Já lhes disse, há algum tempo, que eu não sou kardecista, mas respeito-os muito, sobretudo pela capacidade que boa parte dos espíritas têm – e a demonstram – de prática de amor ao próximo. Mas, realmente não creio em reencarnação, pilar da doutrina que, para muitos, além de religião é ciência e filosofia. 

A reencarnação, aliás, até que seria uma oportunidade de todos nós começarmos tudo de novo. A poetisa católica Adélia Prado – mineira de boa cepa – certa vez, concedendo entrevista a jornal paulistano, disse: “Ah! Como eu gostaria de começar tudo de novo.

 Só que recomeçaria tudo mais generosamente”. Eu também subscrevo o que Adélia falou.

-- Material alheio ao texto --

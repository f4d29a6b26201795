use super::{
    asset_or_placeholder, frames_between, speed_ms, GameKey, GameOver, Hud, MiniGame, Palette,
    Pointer, FIELD_HEIGHT, FIELD_WIDTH,
};
use crate::config::GameConfig;
use crate::screen::{Canvas, Projection};
use rand::rngs::StdRng;
use rand::{Rng, SeedableRng};
use std::time::{Duration, Instant};
use tracing::debug;

const PADDLE_WIDTH: f32 = 100.0;
const PADDLE_HEIGHT: f32 = 20.0;
const PADDLE_Y: f32 = FIELD_HEIGHT - 50.0;
const KEY_STEP: f32 = 40.0;
const ITEM_SIZE: f32 = 30.0;
const START_LIVES: u8 = 5;

pub fn spawn_interval(speed: f32) -> Duration
{
    speed_ms(1500.0, 100.0, 300.0, speed)
}

#[derive(Clone, Debug, PartialEq)]
struct Item
{
    x: f32,
    y: f32,
    speed: f32,
    asset: usize,
}

#[derive(Clone, Copy, Debug, PartialEq)]
struct Paddle
{
    x: f32,
}

impl Paddle
{
    fn centered() -> Self
    {
        Self {
            x: (FIELD_WIDTH - PADDLE_WIDTH) / 2.0,
        }
    }

    fn center_on(&mut self, x: f32)
    {
        self.x = (x - PADDLE_WIDTH / 2.0).clamp(0.0, FIELD_WIDTH - PADDLE_WIDTH);
    }

    fn center(&self) -> f32
    {
        self.x + PADDLE_WIDTH / 2.0
    }

    fn catches(&self, item: &Item) -> bool
    {
        let middle = item.x + ITEM_SIZE / 2.0;
        item.y + ITEM_SIZE >= PADDLE_Y
            && item.y <= PADDLE_Y + PADDLE_HEIGHT
            && middle >= self.x
            && middle <= self.x + PADDLE_WIDTH
    }
}

pub struct Catcher
{
    rng: StdRng,
    assets: Vec<String>,
    speed: f32,
    palette: Palette,
    paddle: Paddle,
    items: Vec<Item>,
    score: u32,
    lives: u8,
    next_spawn: Instant,
    last_update: Instant,
    over: bool,
    game_over: GameOver,
}

impl Catcher
{
    pub fn new(config: &GameConfig, game_over: GameOver, now: Instant) -> Self
    {
        Self::with_rng(config, game_over, now, StdRng::from_entropy())
    }

    pub fn with_rng(config: &GameConfig, game_over: GameOver, now: Instant, rng: StdRng) -> Self
    {
        let speed = config.speed();
        Self {
            rng,
            assets: config.assets.clone(),
            speed,
            palette: Palette::from_config(config),
            paddle: Paddle::centered(),
            items: Vec::new(),
            score: 0,
            lives: START_LIVES,
            next_spawn: now + spawn_interval(speed),
            last_update: now,
            over: false,
            game_over,
        }
    }

    fn spawn(&mut self)
    {
        let x = self.rng.gen_range(0.0..=FIELD_WIDTH - ITEM_SIZE);
        let speed = self.rng.gen_range(0.0..2.0) + self.speed * 0.5;
        let asset = if self.assets.is_empty() {
            0
        } else {
            self.rng.gen_range(0..self.assets.len())
        };
        self.items.push(Item {
            x,
            y: 0.0,
            speed,
            asset,
        });
    }

    fn finish(&mut self, score: u32)
    {
        self.over = true;
        self.items.clear();
        if self.game_over.fire(score) {
            debug!(score, "catcher session over");
        }
    }
}

impl MiniGame for Catcher
{
    fn pointer(&mut self, pointer: Pointer, _now: Instant)
    {
        if !self.over {
            self.paddle.center_on(pointer.x);
        }
    }

    fn key(&mut self, key: GameKey, _now: Instant)
    {
        if self.over {
            return;
        }
        let center = self.paddle.center();
        match key {
            GameKey::Left => self.paddle.center_on(center - KEY_STEP),
            GameKey::Right => self.paddle.center_on(center + KEY_STEP),
            _ => {}
        }
    }

    fn update(&mut self, now: Instant)
    {
        if self.over {
            return;
        }

        let frames = frames_between(self.last_update, now);
        self.last_update = now;
        for item in &mut self.items {
            item.y += item.speed * frames;
        }

        let mut index = 0;
        while index < self.items.len() {
            let caught = self.paddle.catches(&self.items[index]);
            let missed = !caught && self.items[index].y > FIELD_HEIGHT;
            if caught {
                self.items.remove(index);
                self.score += 1;
            } else if missed {
                self.items.remove(index);
                self.lives = self.lives.saturating_sub(1);
                if self.lives == 0 {
                    let score = self.score;
                    self.finish(score);
                    return;
                }
            } else {
                index += 1;
            }
        }

        if now >= self.next_spawn {
            self.spawn();
            self.next_spawn = now + spawn_interval(self.speed);
        }
    }

    fn abort(&mut self)
    {
        if !self.over {
            self.finish(0);
        }
    }

    fn is_over(&self) -> bool
    {
        self.over
    }

    fn hud(&self) -> Hud
    {
        let hearts: String = (0..START_LIVES)
            .map(|i| if i < self.lives { '♥' } else { '·' })
            .collect();
        Hud {
            score: self.score,
            status: format!("Lives: {hearts}  Falling: {}", self.items.len()),
        }
    }

    fn draw(&self, canvas: &mut Canvas, projection: &Projection)
    {
        for item in &self.items {
            let (col, row) = projection.to_cell(item.x + ITEM_SIZE / 2.0, item.y + ITEM_SIZE / 2.0);
            let glyph = asset_or_placeholder(&self.assets, item.asset);
            canvas.put_centered(col, row, glyph, Some(self.palette.text));
        }

        let (left, top) = projection.to_cell(self.paddle.x, PADDLE_Y);
        let (right, bottom) =
            projection.to_cell(self.paddle.x + PADDLE_WIDTH - 0.01, PADDLE_Y + PADDLE_HEIGHT);
        for row in top..=bottom {
            for col in left..=right {
                canvas.fill(col, row, '█', self.palette.accent);
            }
        }
    }
}
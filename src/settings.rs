use crate::error::{AppError, Result};
use std::env;
use std::path::PathBuf;
use std::time::Duration;

const DEFAULT_MODEL: &str = "gemini-2.0-flash";
const DEFAULT_BASE_URL: &str = "https://generativelanguage.googleapis.com/v1beta";
const DEFAULT_TIMEOUT_SECS: u64 = 30;
const DEFAULT_LOG_FILE: &str = "mood-arcade.log";

#[derive(Clone, Debug)]
pub struct Settings
{
    pub api_key: Option<String>,
    pub model: String,
    pub base_url: String,
    pub timeout: Duration,
    pub log_path: PathBuf,
    pub offline: bool,
}

impl Settings
{
    pub fn from_env() -> Result<Self>
    {
        Self::from_lookup(|name| env::var(name).ok())
    }

    fn from_lookup(lookup: impl Fn(&str) -> Option<String>) -> Result<Self>
    {
        let api_key = lookup("GEMINI_API_KEY")
            .map(|key| key.trim().to_string())
            .filter(|key| !key.is_empty());
        let model = lookup("GEMINI_MODEL").unwrap_or_else(|| DEFAULT_MODEL.to_string());
        let base_url = lookup("GEMINI_BASE_URL")
            .unwrap_or_else(|| DEFAULT_BASE_URL.to_string())
            .trim_end_matches('/')
            .to_string();
        let timeout = match lookup("MOOD_ARCADE_TIMEOUT_SECS") {
            Some(value) => {
                let secs = value.trim().parse::<u64>().map_err(|_| AppError::Config {
                    name: "MOOD_ARCADE_TIMEOUT_SECS",
                    reason: format!("'{value}' is not a whole number of seconds"),
                })?;
                if secs == 0 {
                    return Err(AppError::Config {
                        name: "MOOD_ARCADE_TIMEOUT_SECS",
                        reason: "must be at least 1".to_string(),
                    });
                }
                Duration::from_secs(secs)
            }
            None => Duration::from_secs(DEFAULT_TIMEOUT_SECS),
        };
        let log_path = lookup("MOOD_ARCADE_LOG")
            .map(PathBuf::from)
            .unwrap_or_else(|| env::temp_dir().join(DEFAULT_LOG_FILE));

        Ok(Self {
            api_key,
            model,
            base_url,
            timeout,
            log_path,
            offline: false,
        })
    }
}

                Foi pensando nisto que, em dia do final do ano recém passado – um tempo apropriado e oportuno para se fazer balanço – eu li observação que, há trinta anos fez o maestro Herbert Von Carajan. Foi pouco tempo antes do seu falecimento em 1989, quando concedeu entrevista a jornal paulistano e declarou “estou convencido de que as pessoas têm várias vidas. Asseguro-lhes que voltarei”. O maestro lembrou-se do que certa vez dissera Wolfgang Goethe: “se minha vida interior tem tanto a dar, a natureza tem que me oferecer um novo corpo”. Falou Carajan: “concordo com ele”. O problema – como disse-me certa vez velho amigo, atualmente já falecido – é que “a pessoa volta mas se esquece de tudo”. Começa novamente. Ou, como se diz em espanhol, volve-se a empesar.

                O arremate do texto é a síntese que certa vez meu pai fez-me de modo enfático: “vida, não tem bis. É uma só”. Mas eu não nego que já pensei algumas vezes a respeito. Continuo, entretanto, católico apostólico romano, graças a Deus.

Vicente Golfeto
Ribeirão Preto, jornal A Cidade, 31/03/18
golfeto@jornalacidade.com.br

Nosso comentário: meu caro Vicente Golfeto, aprecio muito a sua capacidade intelectual, mas nesse quesito, não concordo com o seu posicionamento, precisamente pela sua elevada capacidade intelectual. Uma coisa é não acreditar por não acreditar, simplesmente. Outra, completamente diferente, é não acreditar embasado em qualquer argumentação. Já dizia Sócrates: “nunca digas que sabes aquilo que não sabes”. Portanto, hoje, em pleno sec. XXI, o século da razão, por excelência, não se justificam as duas alternativas do “não creditar”. Pois, qualquer pesquisa séria sobre a realidade existencial, terá como desfecho final a existência de outras vidas, ou seja, a pluralidade de existências. Isso de “vida, não tem bis. É uma só”, é um pensamento muito retrógrado e vazio, sem qualquer fundamentação. Me perdoe, mas tenho dificuldade em acreditar que o seu pensamento seja coerente com esse tipo de argumentação. Pode não ser o seu caso, mas existem pessoas que, embora aceitando o postulado espírita, não se assumem publicamente. Perante isso, mais admiro Adolfo Bezerra de Menezes, o famoso “medico dos pobres” por que que ficou conhecido no Rio de Janeiro, eis um apontamento da sua nota biográfica: Após estudar por alguns anos as obras de Allan Kardec, em 16 de Agosto de 1886, aos cinquenta e cinco anos de idade, perante grande público (estimado, conforme os seus biógrafos, entre mil e quinhentas e duas mil pessoas) no salão de conferências da Guarda Velha, no Rio de Janeiro, em longa alocução, justificou a sua opção em abraçar o Espiritismo. O evento chegou a ser referido em nota publicada pelo “O Paiz”.

Sem mais comentários meu caro Vicente Golfeto.